Certified facilities will now have a larger choice of certification bodies, use of SQFI’s programs to reduce multi-program requirements as well as have the opportunity to use a Global Food Safety Initiative-benchmarked program.
Aug. & Jan.
CIVIL PENALTIES: More than 20 Minnesota companies sent a letter to the Minnesota Commissioner of Agriculture supporting the 1999 compromise between industry and AAFCO, which supported putting civil monetary penalties into the AAFCO Enforcement Guidelines for states but not in the AAFCO Model Bill.
While the process continues to move forward at AAFCO, AFIA continues to represent the industry’s interests in supporting the 1999 compromise. AFIA will not support drastic changes in feed laws such as encouraging states to adopt civil penalties when other enforcement mechanisms could be sufficient. Unfortunately, AAFCO did add civil monetary penalties to the AAFCO Model Bill. The Minnesota Commissioner’s office has told AFIA it is not pursuing civil penalties for feed in the state legislature.
August
IMMIGRATION: AFIA and nearly 100 other companies and organizations encouraged House Speaker John Boehner (R-Ohio) and House Minority Leader Nancy Pelosi (D-Calif.) to support passage of immigration legislation to address the labor crisis facing American agriculture.

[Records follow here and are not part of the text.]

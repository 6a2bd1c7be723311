// SPDX-License-Identifier: Apache-2.0
// Copyright (c) 2025 Polyframe Inc.

//! Pointbench CLI
//! Distortion sweeps, re-evaluation and export of reconstruction results

use anyhow::{bail, Context, Result};
use clap::{Parser, Subcommand};
use colored::Colorize;
use indicatif::{ProgressBar, ProgressStyle};
use pointbench::evaluation::{
    export_csv, load_tree, reevaluate, save_tree, Driver, ObjectEvent, ObjectRelations,
    ObjectStatus, ResultStore, RunSummary, Sweep, SweepConfig,
};
use pointbench::gateway::ImageDistorter;
use pointbench::io::read_ply;
use pointbench::metrics::MetricEngine;
use std::path::{Path, PathBuf};

#[derive(Parser)]
#[command(name = "pointbench")]
#[command(about = "Robustness evaluation for single-image 3D reconstruction", long_about = None)]
struct Cli {
    #[command(subcommand)]
    command: Commands,

    /// Verbose output
    #[arg(short, long, global = true)]
    verbose: bool,
}

#[derive(Subcommand)]
enum Commands {
    /// Run the distortion sweep over the relation file
    Sweep {
        /// TOML configuration file
        #[arg(short, long)]
        config: Option<PathBuf>,

        /// Relation file overriding the configured one
        #[arg(long)]
        relations: Option<PathBuf>,

        /// Output root overriding the configured one
        #[arg(long)]
        output_root: Option<PathBuf>,

        /// Result document overriding the configured one
        #[arg(long)]
        results: Option<PathBuf>,

        /// Objects per group, 0 for all
        #[arg(long)]
        objects: Option<usize>,

        /// Images per object
        #[arg(long)]
        images: Option<usize>,

        /// Start a fresh document instead of resuming
        #[arg(long)]
        no_resume: bool,
    },

    /// Re-score persisted reconstructions at new tolerances
    Reevaluate {
        /// Existing result document
        #[arg(short, long)]
        results: PathBuf,

        /// Tolerances, comma separated
        #[arg(short, long, value_delimiter = ',', required = true)]
        taus: Vec<f64>,

        /// Root holding the reconstruction artifacts
        #[arg(short, long, default_value = "outputs")]
        artifacts: PathBuf,

        /// Relation file used to locate ground truth
        #[arg(long, default_value = "datasets/object_relations.json")]
        relations: PathBuf,

        /// Output document (defaults to overwriting --results)
        #[arg(short, long)]
        out: Option<PathBuf>,
    },

    /// Flatten a result document into CSV
    Export {
        /// Result document
        #[arg(short, long)]
        results: PathBuf,

        /// Output CSV file
        #[arg(short, long, default_value = "results.csv")]
        out: PathBuf,
    },

    /// Score a single predicted point cloud against ground truth
    Score {
        /// Predicted point cloud (PLY)
        #[arg(short, long)]
        predicted: PathBuf,

        /// Ground-truth point cloud (PLY)
        #[arg(short, long)]
        ground_truth: PathBuf,

        /// Tolerances, comma separated
        #[arg(short, long, value_delimiter = ',', default_value = "0.05,0.075,0.1")]
        taus: Vec<f64>,
    },

    /// Write the default configuration
    InitConfig {
        /// Output TOML file
        #[arg(short, long, default_value = pointbench::evaluation::DEFAULT_CONFIG_FILE)]
        out: PathBuf,
    },
}

fn main() -> Result<()> {
    let cli = Cli::parse();

    let level = if cli.verbose { "debug" } else { "info" };
    env_logger::Builder::from_env(env_logger::Env::default().default_filter_or(level)).init();

    let clean = match cli.command {
        Commands::Sweep {
            config,
            relations,
            output_root,
            results,
            objects,
            images,
            no_resume,
        } => {
            let mut config = SweepConfig::load(config.as_deref())?;
            if let Some(relations) = relations {
                config.relations_path = relations;
            }
            if let Some(output_root) = output_root {
                config.output_root = output_root;
            }
            if results.is_some() {
                config.results_path = results;
            }
            if let Some(objects) = objects {
                config.objects_per_group = objects;
            }
            if let Some(images) = images {
                config.images_per_object = images;
            }
            if no_resume {
                config.resume = false;
            }
            sweep_command(&config, cli.verbose)?
        }
        Commands::Reevaluate {
            results,
            taus,
            artifacts,
            relations,
            out,
        } => reevaluate_command(&results, &taus, &artifacts, &relations, out.as_deref())?,
        Commands::Export { results, out } => {
            export_command(&results, &out)?;
            true
        }
        Commands::Score {
            predicted,
            ground_truth,
            taus,
        } => {
            score_command(&predicted, &ground_truth, &taus)?;
            true
        }
        Commands::InitConfig { out } => {
            if out.exists() {
                bail!("Refusing to overwrite existing {}", out.display());
            }
            SweepConfig::default().save(&out)?;
            println!("{} {}", "Wrote".green(), out.display());
            true
        }
    };

    if !clean {
        std::process::exit(1);
    }

    Ok(())
}

fn sweep_command(config: &SweepConfig, verbose: bool) -> Result<bool> {
    config.validate()?;

    let relations = ObjectRelations::load(&config.relations_path)
        .with_context(|| format!("Failed to load relations {}", config.relations_path.display()))?;

    let engine = MetricEngine::with_memory_budget(config.memory_budget_bytes());
    let distorter = ImageDistorter::new(config.noise_seed);
    let reconstructor = config.reconstructor.build();

    let sweep = Sweep::new(config.sweep_settings(), &engine, &distorter, reconstructor.as_ref())?;
    let driver = Driver::new(
        sweep,
        ResultStore::new(config.results_path()),
        config.objects_per_group,
        config.resume,
    );

    let total = driver.planned_objects(&relations);
    if verbose {
        println!("{}", "Starting distortion sweep...".bold());
        println!(
            "{} objects × {} distortions × {} tolerances -> {}",
            total,
            config.resolved_distortions().len(),
            config.taus.len(),
            driver.store().path().display()
        );
    }

    let progress = ProgressBar::new(total as u64);
    progress.set_style(
        ProgressStyle::default_bar()
            .template("{spinner:.green} [{elapsed_precise}] [{bar:40.cyan/blue}] {pos}/{len} {msg}")?
            .progress_chars("#>-"),
    );

    let summary = driver.run(&relations, |event: &ObjectEvent<'_>| {
        let status = match event.status {
            ObjectStatus::Completed { failed_units: 0, .. } => "done".green(),
            ObjectStatus::Completed { .. } => "partial".yellow(),
            ObjectStatus::Resumed => "resumed".cyan(),
            ObjectStatus::Failed => "failed".red(),
        };
        progress.set_message(format!("{}/{} {}", event.group, event.object_id, status));
        progress.set_position(event.position as u64);
    })?;
    progress.finish_with_message("Sweep complete");

    print_run_summary(&summary, verbose);
    Ok(summary.is_clean())
}

fn print_run_summary(summary: &RunSummary, verbose: bool) {
    println!("\n{}", "Sweep Summary".bold());
    println!("{}", "=".repeat(50));
    println!("{} {}", "Objects completed:".green(), summary.objects_completed);
    println!("{} {}", "Objects resumed:".cyan(), summary.objects_resumed);
    println!("{} {}", "Units evaluated:".green(), summary.units_evaluated);
    println!("{} {}", "Unit failures:".yellow(), summary.unit_failures.len());
    println!("{} {}", "Object failures:".red(), summary.object_failures.len());
    println!("Results: {}", summary.results_path.display());

    if verbose {
        for failure in &summary.unit_failures {
            println!("  {} {}", "✗".yellow(), failure);
        }
    }
    for failure in &summary.object_failures {
        println!(
            "  {} {}/{}: {}",
            "✗".red(),
            failure.group,
            failure.object_id,
            failure.error
        );
    }
}

fn reevaluate_command(
    results: &Path,
    taus: &[f64],
    artifacts: &Path,
    relations: &Path,
    out: Option<&Path>,
) -> Result<bool> {
    let tree = load_tree(results)?;
    let relations = ObjectRelations::load(relations)?;
    let engine = MetricEngine::default();

    let (updated, report) = reevaluate(&tree, taus, artifacts, &relations, &engine)?;

    let out = out.unwrap_or(results);
    save_tree(&updated, out)?;

    println!("{} {}", "Re-scored:".green(), report.rescored);
    println!(
        "{} {}",
        "Skipped distortions:".yellow(),
        report.skipped_distortions.len()
    );
    for skipped in &report.skipped_distortions {
        println!(
            "  {} {}/{} image {} ({}): {}",
            "✗".yellow(),
            skipped.group,
            skipped.object_id,
            skipped.image_idx,
            skipped.distortion,
            skipped.error
        );
    }
    println!("{} {}", "Skipped objects:".red(), report.skipped_objects.len());
    for skipped in &report.skipped_objects {
        println!(
            "  {} {}/{}: {}",
            "✗".red(),
            skipped.group,
            skipped.object_id,
            skipped.error
        );
    }
    println!("Results: {}", out.display());

    Ok(report.is_complete())
}

fn export_command(results: &Path, out: &Path) -> Result<()> {
    let tree = load_tree(results)?;
    let rows = export_csv(&tree, out)?;
    println!("{} {} rows -> {}", "Exported".green(), rows, out.display());
    Ok(())
}

fn score_command(predicted: &Path, ground_truth: &Path, taus: &[f64]) -> Result<()> {
    let predicted = read_ply(predicted)
        .with_context(|| format!("Failed to read {}", predicted.display()))?;
    let ground_truth = read_ply(ground_truth)
        .with_context(|| format!("Failed to read {}", ground_truth.display()))?;

    let engine = MetricEngine::default();
    let predicted = predicted.normalize()?;
    let ground_truth = ground_truth.normalize()?;

    println!(
        "{:>8}  {:>12}  {:>9}  {:>9}  {:>9}  {}",
        "tau", "chamfer", "precision", "recall", "fscore", "device"
    );
    for &tau in taus {
        let m = engine.evaluate_normalized(&predicted, &ground_truth, tau)?;
        println!(
            "{:>8}  {:>12.6}  {:>9.4}  {:>9.4}  {:>9.4}  {}",
            tau, m.chamfer_distance, m.precision, m.recall, m.fscore, m.device_used
        );
    }
    Ok(())
}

To date, the House has opted to ignore the Senate-passed comprehensive bill in favor of a series of reform bills.  House leadership has declared immigration reform a priority and has promised “principles and standards” that will govern GOP reform efforts. AFIA will continue to advocate for immigration reform that addresses the needs of American agriculture.
FARM BILL: AFIA and nearly 50 other organizations sent a letter to Senate and House Agriculture committee’s leadership urging support for the inclusions of the Farm Animal Integrated Research Initiative in the farm bill.
FAIR represents and important opportunity to advance critical priorities in the area of animal science. FAIR’s three key focal areas include: food security, one health and stewardship. Continued research and support will help AFIA members address the need to feed the growing population. This effort was successful.